If a line in the listing below includes the string "HashCost", pull it out.

◆ ◆ ◆ ◆

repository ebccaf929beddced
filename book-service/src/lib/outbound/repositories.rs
pub mod account;
pub mod book;

pub use account::InMemoryAccountRepository;
pub use book::InMemoryBookRepository;
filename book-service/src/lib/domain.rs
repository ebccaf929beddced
pub mod account;
pub mod book;
pub mod review;
pub mod token;
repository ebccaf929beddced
pub mod handlers;
pub mod messages;
pub mod middleware;
pub mod router;
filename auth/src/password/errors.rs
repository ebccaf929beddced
use thiserror::Error;

/// Error type for password operations.
#[derive(Debug, Clone, Error)]
pub enum PasswordError {
    #[error("Invalid hashing cost: {0}")]
    InvalidCost(String),

    #[error("Password hashing failed: {0}")]
    HashingFailed(String),

    #[error("Password verification failed: {0}")]
    VerificationFailed(String),
}
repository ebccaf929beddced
use thiserror::Error;

use crate::book::models::Isbn;

/// Error for catalog operations
#[derive(Debug, Clone, Error)]
pub enum BookError {
    #[error("Book not found: {0}")]
    NotFound(Isbn),

    #[error("Unknown error: {0}")]
    Unknown(String),
}

impl From<anyhow::Error> for BookError {
    fn from(err: anyhow::Error) -> Self {
        BookError::Unknown(err.to_string())
    }
}
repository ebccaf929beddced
pub mod client;
pub mod config;
pub mod domain;
pub mod inbound;
pub mod outbound;

pub use domain::account;
pub use domain::book;
pub use domain::review;
pub use domain::token;
pub use outbound::repositories;
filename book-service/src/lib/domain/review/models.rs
use crate::account::models::Username;

/// A single user's review of a book.
#[derive(Debug, Clone, PartialEq, Eq)]
pub struct Review {
    pub username: Username,
    pub text: String,
}

impl Review {
    pub fn new(username: Username, text: String) -> Self {
        Self { username, text }
    }
}

/// Ordered reviews of one book, holding at most one review per username.
///
/// The only ways to change the list are [`Reviews::upsert`],
/// [`Reviews::remove`] and [`Reviews::apply`], all of which keep the
/// one-review-per-user invariant and the relative order of untouched
/// reviews.
#[derive(Debug, Clone, Default, PartialEq, Eq)]
pub struct Reviews(Vec<Review>);

impl Reviews {
    fn position(&self, username: &Username) -> Option<usize> {
        self.0.iter().position(|review| &review.username == username)
    }

    /// Append `review`, or replace the text of the author's existing review
    /// in place.
    pub fn upsert(&mut self, review: Review) -> ReviewOutcome {
        match self.position(&review.username) {
            Some(index) => {
                self.0[index].text = review.text;
                ReviewOutcome::Updated
            }
            None => {
                self.0.push(review);
                ReviewOutcome::Created
            }
        }
    }

    /// Remove the review written by `username`, if any.
    pub fn remove(&mut self, username: &Username) -> ReviewOutcome {
        match self.position(username) {
            Some(index) => ReviewOutcome::Deleted(self.0.remove(index)),
            None => ReviewOutcome::Missing,
        }
    }

    pub fn apply(&mut self, mutation: ReviewMutation) -> ReviewOutcome {
        match mutation {
            ReviewMutation::Upsert(review) => self.upsert(review),
            ReviewMutation::Delete(username) => self.remove(&username),
        }
    }

    pub fn len(&self) -> usize {
        self.0.len()
    }

    pub fn is_empty(&self) -> bool {
        self.0.is_empty()
    }

    pub fn iter(&self) -> impl Iterator<Item = &Review> {
        self.0.iter()
    }

    pub fn into_vec(self) -> Vec<Review> {
        self.0
    }
}

/// A change to one user's review of one book.
#[derive(Debug, Clone, PartialEq, Eq)]
pub enum ReviewMutation {
    Upsert(Review),
    Delete(Username),
}

/// Result of applying a [`ReviewMutation`].
#[derive(Debug, Clone, PartialEq, Eq)]
pub enum ReviewOutcome {
    Created,
    Updated,
    Deleted(Review),
    /// Delete requested but the user had no review.
    Missing,
}
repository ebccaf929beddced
pub mod http;
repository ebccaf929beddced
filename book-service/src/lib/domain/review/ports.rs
use async_trait::async_trait;

use crate::account::models::Username;
use crate::book::models::Isbn;
use crate::review::errors::ReviewError;
use crate::review::models::Review;
use crate::review::models::ReviewOutcome;

/// Port for per-user review mutations.
///
/// `identity` must come from a verified token.
#[async_trait]
pub trait ReviewServicePort: Send + Sync + 'static {
    /// Create the identity's review of a book, or replace its text.
    ///
    /// # Returns
    /// `Created` or `Updated`
    ///
    /// # Errors
    /// * `BookNotFound` - No book with this ISBN
    async fn upsert_review(
        &self,
        isbn: &Isbn,
        identity: &Username,
        text: String,
    ) -> Result<ReviewOutcome, ReviewError>;

    /// Delete the identity's review of a book.
    ///
    /// # Returns
    /// The removed review
    ///
    /// # Errors
    /// * `BookNotFound` - No book with this ISBN
    /// * `ReviewNotFound` - The identity has no review on this book
    async fn delete_review(&self, isbn: &Isbn, identity: &Username)
        -> Result<Review, ReviewError>;
}
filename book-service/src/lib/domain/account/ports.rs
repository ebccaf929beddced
use async_trait::async_trait;

use crate::account::errors::AccountError;
use crate::account::models::Account;
use crate::account::models::RegisterCommand;
use crate::account::models::Username;

/// Port for the credential store.
#[async_trait]
pub trait AccountServicePort: Send + Sync + 'static {
    /// Register a new account, storing only a salted hash of the password.
    ///
    /// # Errors
    /// * `AlreadyExists` - An account with this exact username exists
    /// * `Password` - Hashing failed
    async fn register(&self, command: RegisterCommand) -> Result<Username, AccountError>;

    /// Check a username/password pair and return the verified identity.
    ///
    /// # Errors
    /// * `InvalidCredentials` - Unknown username or wrong password
    async fn verify(&self, username: &Username, password: &str) -> Result<Username, AccountError>;
}

/// Storage for accounts.
#[async_trait]
pub trait AccountRepository: Send + Sync + 'static {
    /// Insert a new account.
    ///
    /// The existence check and the insert happen atomically.
    ///
    /// # Errors
    /// * `AlreadyExists` - Username is already taken; nothing is written
    async fn create(&self, account: Account) -> Result<Account, AccountError>;

    /// Retrieve an account by exact username.
    async fn find_by_username(&self, username: &Username) -> Result<Option<Account>, AccountError>;
}
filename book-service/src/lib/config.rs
use std::env;

use auth::HashCost;
use config::Config as ConfigBuilder;
use config::ConfigError;
use config::Environment;
use config::File;
use serde::Deserialize;

/// Longest accepted token lifetime: one year.
pub const MAX_EXPIRATION_HOURS: i64 = 24 * 366;

#[derive(Debug, Deserialize, Clone)]
pub struct Config {
    pub server: ServerConfig,
    pub jwt: JwtConfig,
    #[serde(default)]
    pub password: PasswordConfig,
    #[serde(default)]
    pub catalog: CatalogConfig,
}

#[derive(Debug, Deserialize, Clone)]
pub struct ServerConfig {
    pub http_port: u16,
}

#[derive(Debug, Deserialize, Clone)]
pub struct JwtConfig {
    pub secret: String,
    pub expiration_hours: i64,
}

/// Argon2 cost used when hashing new passwords.
#[derive(Debug, Deserialize, Clone, Copy)]
pub struct PasswordConfig {
    pub memory_kib: u32,
    pub iterations: u32,
    pub parallelism: u32,
}

impl Default for PasswordConfig {
    fn default() -> Self {
        let cost = HashCost::default();
        Self {
            memory_kib: cost.memory_kib,
            iterations: cost.iterations,
            parallelism: cost.parallelism,
        }
    }
}

impl From<PasswordConfig> for HashCost {
    fn from(config: PasswordConfig) -> Self {
        HashCost {
            memory_kib: config.memory_kib,
            iterations: config.iterations,
            parallelism: config.parallelism,
        }
    }
}

#[derive(Debug, Deserialize, Clone, Default)]
pub struct CatalogConfig {
    /// JSON file holding the seed books. The built-in seed is used when unset.
    pub seed_file: Option<String>,
}

impl Config {
    /// Load configuration from files with environment variable overrides
    ///
    /// Priority (highest to lowest):
    /// 1. Environment variables (JWT__SECRET, SERVER__HTTP_PORT, etc.)
    /// 2. Environment-specific config file (config/{environment}.toml)
    /// 3. Default config file (config/default.toml)
    pub fn load() -> Result<Self, ConfigError> {
        let run_mode = env::var("RUN_MODE").unwrap_or_else(|_| "development".to_string());

        let configuration = ConfigBuilder::builder()
            .add_source(File::with_name("config/default").required(false))
            .add_source(File::with_name(&format!("config/{}", run_mode)).required(false))
            // JWT__SECRET=... overrides jwt.secret
            .add_source(Environment::default().separator("__"))
            .build()?;

        let config: Config = configuration.try_deserialize()?;
        config.validate()?;

        Ok(config)
    }

    fn validate(&self) -> Result<(), ConfigError> {
        if self.jwt.secret.trim().is_empty() {
            return Err(ConfigError::Message(
                "jwt.secret must be set (config file or JWT__SECRET)".to_string(),
            ));
        }
        if self.jwt.expiration_hours <= 0 {
            return Err(ConfigError::Message(
                "jwt.expiration_hours must be positive".to_string(),
            ));
        }
        if self.jwt.expiration_hours > MAX_EXPIRATION_HOURS {
            return Err(ConfigError::Message(format!(
                "jwt.expiration_hours must be at most {}",
                MAX_EXPIRATION_HOURS
            )));
        }
        Ok(())
    }
}
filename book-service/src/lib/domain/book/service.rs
use std::sync::Arc;

use async_trait::async_trait;

use crate::book::errors::BookError;
use crate::book::models::Book;
use crate::book::models::BookFilter;
use crate::book::models::Isbn;
use crate::book::ports::BookRepository;
use crate::book::ports::BookServicePort;
use crate::review::models::Review;

/// Catalog service.
pub struct BookService<BR>
where
    BR: BookRepository,
{
    repository: Arc<BR>,
}

impl<BR> BookService<BR>
where
    BR: BookRepository,
{
    pub fn new(repository: Arc<BR>) -> Self {
        Self { repository }
    }
}

#[async_trait]
impl<BR> BookServicePort for BookService<BR>
where
    BR: BookRepository,
{
    async fn list_books(&self) -> Result<Vec<Book>, BookError> {
        self.repository.list_all().await
    }

    async fn get_book(&self, isbn: &Isbn) -> Result<Book, BookError> {
        self.repository
            .find_by_isbn(isbn)
            .await?
            .ok_or_else(|| BookError::NotFound(isbn.clone()))
    }

    async fn books_by_author(&self, query: &str) -> Result<Vec<Book>, BookError> {
        self.repository
            .find_matching(&BookFilter::Author(query.to_string()))
            .await
    }

    async fn books_by_title(&self, query: &str) -> Result<Vec<Book>, BookError> {
        self.repository
            .find_matching(&BookFilter::Title(query.to_string()))
            .await
    }

    async fn get_reviews(&self, isbn: &Isbn) -> Result<Vec<Review>, BookError> {
        self.get_book(isbn)
            .await
            .map(|book| book.reviews.into_vec())
    }
}

#[cfg(test)]
mod tests {
    use mockall::mock;

    use super::*;
    use crate::account::models::Username;
    use crate::book::models::default_seed;
    use crate::review::models::ReviewMutation;
    use crate::review::models::ReviewOutcome;

    mock! {
        pub TestBookRepository {}

        #[async_trait]
        impl BookRepository for TestBookRepository {
            async fn list_all(&self) -> Result<Vec<Book>, BookError>;
            async fn find_by_isbn(&self, isbn: &Isbn) -> Result<Option<Book>, BookError>;
            async fn find_matching(&self, filter: &BookFilter) -> Result<Vec<Book>, BookError>;
            async fn apply_review_mutation(
                &self,
                isbn: &Isbn,
                mutation: ReviewMutation,
            ) -> Result<Option<ReviewOutcome>, BookError>;
        }
    }

    #[tokio::test]
    async fn test_list_books_keeps_repository_order() {
        let mut repository = MockTestBookRepository::new();
        repository
            .expect_list_all()
            .times(1)
            .returning(|| Ok(default_seed()));

        let service = BookService::new(Arc::new(repository));

        let isbns: Vec<_> = service
            .list_books()
            .await
            .unwrap()
            .into_iter()
            .map(|book| book.isbn.to_string())
            .collect();

        assert_eq!(isbns, vec!["9780486821955", "9781786751041", "9780679601685"]);
    }

    #[tokio::test]
    async fn test_get_book_not_found() {
        let mut repository = MockTestBookRepository::new();
        repository
            .expect_find_by_isbn()
            .times(1)
            .returning(|_| Ok(None));

        let service = BookService::new(Arc::new(repository));

        let result = service.get_book(&Isbn::new("0000000000")).await;
        assert!(matches!(result, Err(BookError::NotFound(isbn)) if isbn.as_str() == "0000000000"));
    }

    #[tokio::test]
    async fn test_books_by_title_builds_title_filter() {
        let mut repository = MockTestBookRepository::new();
        repository
            .expect_find_matching()
            .withf(|filter| *filter == BookFilter::Title("alice".to_string()))
            .times(1)
            .returning(|_| Ok(vec![]));

        let service = BookService::new(Arc::new(repository));

        assert!(service.books_by_title("alice").await.unwrap().is_empty());
    }

    #[tokio::test]
    async fn test_get_reviews_returns_book_reviews() {
        let mut repository = MockTestBookRepository::new();
        repository.expect_find_by_isbn().times(1).returning(|isbn| {
            let mut book = Book::new(isbn.clone(), "Title", "Author");
            book.reviews
                .upsert(Review::new(Username::new("bob"), "great".to_string()));
            Ok(Some(book))
        });

        let service = BookService::new(Arc::new(repository));

        let reviews = service.get_reviews(&Isbn::new("1")).await.unwrap();
        assert_eq!(reviews.len(), 1);
        assert_eq!(reviews[0].username.as_str(), "bob");
    }

    #[tokio::test]
    async fn test_get_reviews_unknown_book() {
        let mut repository = MockTestBookRepository::new();
        repository
            .expect_find_by_isbn()
            .times(1)
            .returning(|_| Ok(None));

        let service = BookService::new(Arc::new(repository));

        let result = service.get_reviews(&Isbn::new("nope")).await;
        assert!(matches!(result, Err(BookError::NotFound(_))));
    }
}
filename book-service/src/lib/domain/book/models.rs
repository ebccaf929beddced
use std::fmt;

use crate::review::models::Reviews;

/// Catalog entry together with its reviews.
#[derive(Debug, Clone, PartialEq, Eq)]
pub struct Book {
    pub isbn: Isbn,
    pub title: String,
    pub author: String,
    pub reviews: Reviews,
}

impl Book {
    /// Create a book with no reviews.
    pub fn new(isbn: Isbn, title: impl Into<String>, author: impl Into<String>) -> Self {
        Self {
            isbn,
            title: title.into(),
            author: author.into(),
            reviews: Reviews::default(),
        }
    }
}

/// Book key. Compared verbatim; no checksum or hyphen normalisation.
#[derive(Debug, Clone, PartialEq, Eq, Hash)]
pub struct Isbn(String);

impl Isbn {
    pub fn new(isbn: impl Into<String>) -> Self {
        Self(isbn.into())
    }

    pub fn as_str(&self) -> &str {
        &self.0
    }
}

impl fmt::Display for Isbn {
    fn fmt(&self, f: &mut fmt::Formatter<'_>) -> fmt::Result {
        self.0.fmt(f)
    }
}

/// Case-insensitive substring filter over catalog fields.
#[derive(Debug, Clone, PartialEq, Eq)]
pub enum BookFilter {
    Author(String),
    Title(String),
}

impl BookFilter {
    pub fn matches(&self, book: &Book) -> bool {
        let (field, query) = match self {
            BookFilter::Author(query) => (&book.author, query),
            BookFilter::Title(query) => (&book.title, query),
        };

        field.to_lowercase().contains(&query.to_lowercase())
    }
}

/// Books present at startup.
pub fn default_seed() -> Vec<Book> {
    vec![
        Book::new(
            Isbn::new("9780486821955"),
            "Don Quixote",
            "Miguel de Cervantes",
        ),
        Book::new(
            Isbn::new("9781786751041"),
            "Alice's Adventures in Wonderland",
            "Lewis Caroll",
        ),
        Book::new(
            Isbn::new("9780679601685"),
            "Pride and Prejudice",
            "Jane Austen",
        ),
    ]
}
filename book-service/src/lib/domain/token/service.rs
use auth::Claims;
use auth::JwtHandler;
use chrono::Duration;

use crate::account::models::Username;
use crate::token::errors::TokenError;
use crate::token::ports::TokenServicePort;

/// HS256 token service.
///
/// Tokens are not stored, so a token stays valid until its expiry even if
/// the caller would like it revoked.
pub struct TokenService {
    jwt_handler: JwtHandler,
    lifetime: Duration,
}

impl TokenService {
    /// # Arguments
    /// * `secret` - Signing secret, used for both issuing and verifying
    /// * `lifetime` - Validity window of every issued token
    pub fn new(secret: &[u8], lifetime: Duration) -> Self {
        Self {
            jwt_handler: JwtHandler::new(secret),
            lifetime,
        }
    }
}

impl TokenServicePort for TokenService {
    fn issue(&self, identity: &Username) -> Result<String, TokenError> {
        let claims = Claims::issue_now(identity, self.lifetime)
            .map_err(|e| TokenError::Issue(e.to_string()))?;

        self.jwt_handler
            .encode(&claims)
            .map_err(|e| TokenError::Issue(e.to_string()))
    }

    fn verify(&self, token: &str) -> Result<Username, TokenError> {
        let claims = self.jwt_handler.decode(token).map_err(|e| {
            tracing::warn!(error = %e, "Token rejected");
            TokenError::Unauthenticated(e.to_string())
        })?;

        if claims.sub.is_empty() {
            return Err(TokenError::Unauthenticated("Missing subject".to_string()));
        }

        Ok(Username::new(claims.sub))
    }
}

◆ ◆ ◆ ◆

RESPONSE AREA —
use auth::HashCost;
        let cost = HashCost::default();
impl From<PasswordConfig> for HashCost {
        HashCost {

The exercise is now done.